EXERCISE INPUTS:
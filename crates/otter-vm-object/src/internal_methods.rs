//! Internal-method dispatch
//!
//! Each object kind maps to one static [`InternalMethods`] table. Exotic
//! kinds build their table from [`ORDINARY_METHODS`] with struct-update
//! syntax, overriding only the operations they change, so every operation
//! either has a kind-specific implementation or explicitly falls through to
//! the ordinary algorithm.
//!
//! The `internal_*` methods on [`ObjectRef`] are the only entry points.
//! Exotic implementations that forward (proxy to target, ordinary `[[Get]]`
//! to the prototype) call these again rather than the ordinary functions,
//! so proxy-of-proxy and proxy-of-typed-array compose.

use crate::context::VmContext;
use crate::descriptor::PropertyDescriptor;
use crate::error::{VmError, VmResult};
use crate::object::{ObjectKind, ObjectRef};
use crate::ordinary;
use crate::property_key::PropertyKey;
use crate::value::Value;
use crate::{arguments, array, function, proxy_operations, string_object, typed_array};

/// `[[GetPrototypeOf]]`
pub type GetPrototypeOfFn = fn(&mut VmContext, &ObjectRef) -> VmResult<Option<ObjectRef>>;
/// `[[SetPrototypeOf]]`
pub type SetPrototypeOfFn = fn(&mut VmContext, &ObjectRef, Option<ObjectRef>) -> VmResult<bool>;
/// `[[IsExtensible]]` / `[[PreventExtensions]]`
pub type ExtensibilityFn = fn(&mut VmContext, &ObjectRef) -> VmResult<bool>;
/// `[[GetOwnProperty]]`
pub type GetOwnPropertyFn =
    fn(&mut VmContext, &ObjectRef, &PropertyKey) -> VmResult<Option<PropertyDescriptor>>;
/// `[[DefineOwnProperty]]`
pub type DefineOwnPropertyFn =
    fn(&mut VmContext, &ObjectRef, &PropertyKey, &PropertyDescriptor) -> VmResult<bool>;
/// `[[HasProperty]]` / `[[Delete]]`
pub type KeyPredicateFn = fn(&mut VmContext, &ObjectRef, &PropertyKey) -> VmResult<bool>;
/// `[[Get]]`
pub type GetFn = fn(&mut VmContext, &ObjectRef, &PropertyKey, &Value) -> VmResult<Value>;
/// `[[Set]]`
pub type SetFn = fn(&mut VmContext, &ObjectRef, &PropertyKey, Value, &Value) -> VmResult<bool>;
/// `[[OwnPropertyKeys]]`
pub type OwnPropertyKeysFn = fn(&mut VmContext, &ObjectRef) -> VmResult<Vec<PropertyKey>>;
/// `[[Call]]`
pub type CallFn = fn(&mut VmContext, &ObjectRef, &Value, &[Value]) -> VmResult<Value>;
/// `[[Construct]]`
pub type ConstructFn = fn(&mut VmContext, &ObjectRef, &[Value], &ObjectRef) -> VmResult<Value>;

/// The essential internal methods of one object kind
pub struct InternalMethods {
    /// `[[GetPrototypeOf]]`
    pub get_prototype_of: GetPrototypeOfFn,
    /// `[[SetPrototypeOf]]`
    pub set_prototype_of: SetPrototypeOfFn,
    /// `[[IsExtensible]]`
    pub is_extensible: ExtensibilityFn,
    /// `[[PreventExtensions]]`
    pub prevent_extensions: ExtensibilityFn,
    /// `[[GetOwnProperty]]`
    pub get_own_property: GetOwnPropertyFn,
    /// `[[DefineOwnProperty]]`
    pub define_own_property: DefineOwnPropertyFn,
    /// `[[HasProperty]]`
    pub has_property: KeyPredicateFn,
    /// `[[Get]]`
    pub get: GetFn,
    /// `[[Set]]`
    pub set: SetFn,
    /// `[[Delete]]`
    pub delete: KeyPredicateFn,
    /// `[[OwnPropertyKeys]]`
    pub own_property_keys: OwnPropertyKeysFn,
    /// `[[Call]]`, for callable kinds
    pub call: Option<CallFn>,
    /// `[[Construct]]`, for kinds that may construct
    pub construct: Option<ConstructFn>,
}

/// The ordinary object internal methods; exotic tables start from this.
pub const ORDINARY_METHODS: InternalMethods = InternalMethods {
    get_prototype_of: ordinary::ordinary_get_prototype_of,
    set_prototype_of: ordinary::ordinary_set_prototype_of,
    is_extensible: ordinary::ordinary_is_extensible,
    prevent_extensions: ordinary::ordinary_prevent_extensions,
    get_own_property: ordinary::ordinary_get_own_property,
    define_own_property: ordinary::ordinary_define_own_property,
    has_property: ordinary::ordinary_has_property,
    get: ordinary::ordinary_get,
    set: ordinary::ordinary_set,
    delete: ordinary::ordinary_delete,
    own_property_keys: ordinary::ordinary_own_property_keys,
    call: None,
    construct: None,
};

static ORDINARY_TABLE: InternalMethods = ORDINARY_METHODS;

/// Ordinary objects with `[[Call]]` and `[[Construct]]`
static FUNCTION_METHODS: InternalMethods = InternalMethods {
    call: Some(function::function_call),
    construct: Some(function::function_construct),
    ..ORDINARY_METHODS
};

impl ObjectKind {
    /// The dispatch table for this kind
    pub fn internal_methods(&self) -> &'static InternalMethods {
        match self {
            Self::Ordinary | Self::ArrayBuffer(_) | Self::DataView(_) | Self::Map(_) | Self::Set(_) => {
                &ORDINARY_TABLE
            }
            Self::Array => &array::ARRAY_METHODS,
            Self::Function(_) => &FUNCTION_METHODS,
            Self::Proxy(_) => &proxy_operations::PROXY_METHODS,
            Self::Arguments(_) => &arguments::ARGUMENTS_METHODS,
            Self::String(_) => &string_object::STRING_METHODS,
            Self::TypedArray(_) => &typed_array::TYPED_ARRAY_METHODS,
        }
    }
}

impl ObjectRef {
    #[inline]
    fn methods(&self) -> &'static InternalMethods {
        self.kind().internal_methods()
    }

    /// `O.[[GetPrototypeOf]]()`
    pub fn internal_get_prototype_of(&self, ctx: &mut VmContext) -> VmResult<Option<ObjectRef>> {
        (self.methods().get_prototype_of)(ctx, self)
    }

    /// `O.[[SetPrototypeOf]](V)`
    pub fn internal_set_prototype_of(
        &self,
        ctx: &mut VmContext,
        proto: Option<ObjectRef>,
    ) -> VmResult<bool> {
        (self.methods().set_prototype_of)(ctx, self, proto)
    }

    /// `O.[[IsExtensible]]()`
    pub fn internal_is_extensible(&self, ctx: &mut VmContext) -> VmResult<bool> {
        (self.methods().is_extensible)(ctx, self)
    }

    /// `O.[[PreventExtensions]]()`
    pub fn internal_prevent_extensions(&self, ctx: &mut VmContext) -> VmResult<bool> {
        (self.methods().prevent_extensions)(ctx, self)
    }

    /// `O.[[GetOwnProperty]](P)`
    pub fn internal_get_own_property(
        &self,
        ctx: &mut VmContext,
        key: &PropertyKey,
    ) -> VmResult<Option<PropertyDescriptor>> {
        (self.methods().get_own_property)(ctx, self, key)
    }

    /// `O.[[DefineOwnProperty]](P, Desc)`
    pub fn internal_define_own_property(
        &self,
        ctx: &mut VmContext,
        key: &PropertyKey,
        desc: &PropertyDescriptor,
    ) -> VmResult<bool> {
        (self.methods().define_own_property)(ctx, self, key, desc)
    }

    /// `O.[[HasProperty]](P)`
    pub fn internal_has_property(&self, ctx: &mut VmContext, key: &PropertyKey) -> VmResult<bool> {
        let has = self.methods().has_property;
        ctx.enter(|ctx| has(ctx, self, key))
    }

    /// `O.[[Get]](P, Receiver)`
    pub fn internal_get(
        &self,
        ctx: &mut VmContext,
        key: &PropertyKey,
        receiver: &Value,
    ) -> VmResult<Value> {
        let get = self.methods().get;
        ctx.enter(|ctx| get(ctx, self, key, receiver))
    }

    /// `O.[[Set]](P, V, Receiver)`
    pub fn internal_set(
        &self,
        ctx: &mut VmContext,
        key: &PropertyKey,
        value: Value,
        receiver: &Value,
    ) -> VmResult<bool> {
        let set = self.methods().set;
        ctx.enter(|ctx| set(ctx, self, key, value, receiver))
    }

    /// `O.[[Delete]](P)`
    pub fn internal_delete(&self, ctx: &mut VmContext, key: &PropertyKey) -> VmResult<bool> {
        (self.methods().delete)(ctx, self, key)
    }

    /// `O.[[OwnPropertyKeys]]()`
    pub fn internal_own_property_keys(&self, ctx: &mut VmContext) -> VmResult<Vec<PropertyKey>> {
        (self.methods().own_property_keys)(ctx, self)
    }

    /// `F.[[Call]](thisArgument, argumentsList)`
    pub fn internal_call(
        &self,
        ctx: &mut VmContext,
        this: &Value,
        args: &[Value],
    ) -> VmResult<Value> {
        match self.methods().call {
            Some(call) if self.is_callable() => call(ctx, self, this, args),
            _ => Err(VmError::type_error(format!("{:?} is not a function", self))),
        }
    }

    /// `F.[[Construct]](argumentsList, newTarget)`
    pub fn internal_construct(
        &self,
        ctx: &mut VmContext,
        args: &[Value],
        new_target: &ObjectRef,
    ) -> VmResult<Value> {
        match self.methods().construct {
            Some(construct) if self.is_constructor() => construct(ctx, self, args, new_target),
            _ => Err(VmError::type_error(format!(
                "{:?} is not a constructor",
                self
            ))),
        }
    }
}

TO DO:
Copy out each line of the material in which the word "that" turns up.

OUTPUT:
//! Exotic implementations that forward (proxy to target, ordinary `[[Get]]`
    /// `[[Construct]]`, for kinds that may construct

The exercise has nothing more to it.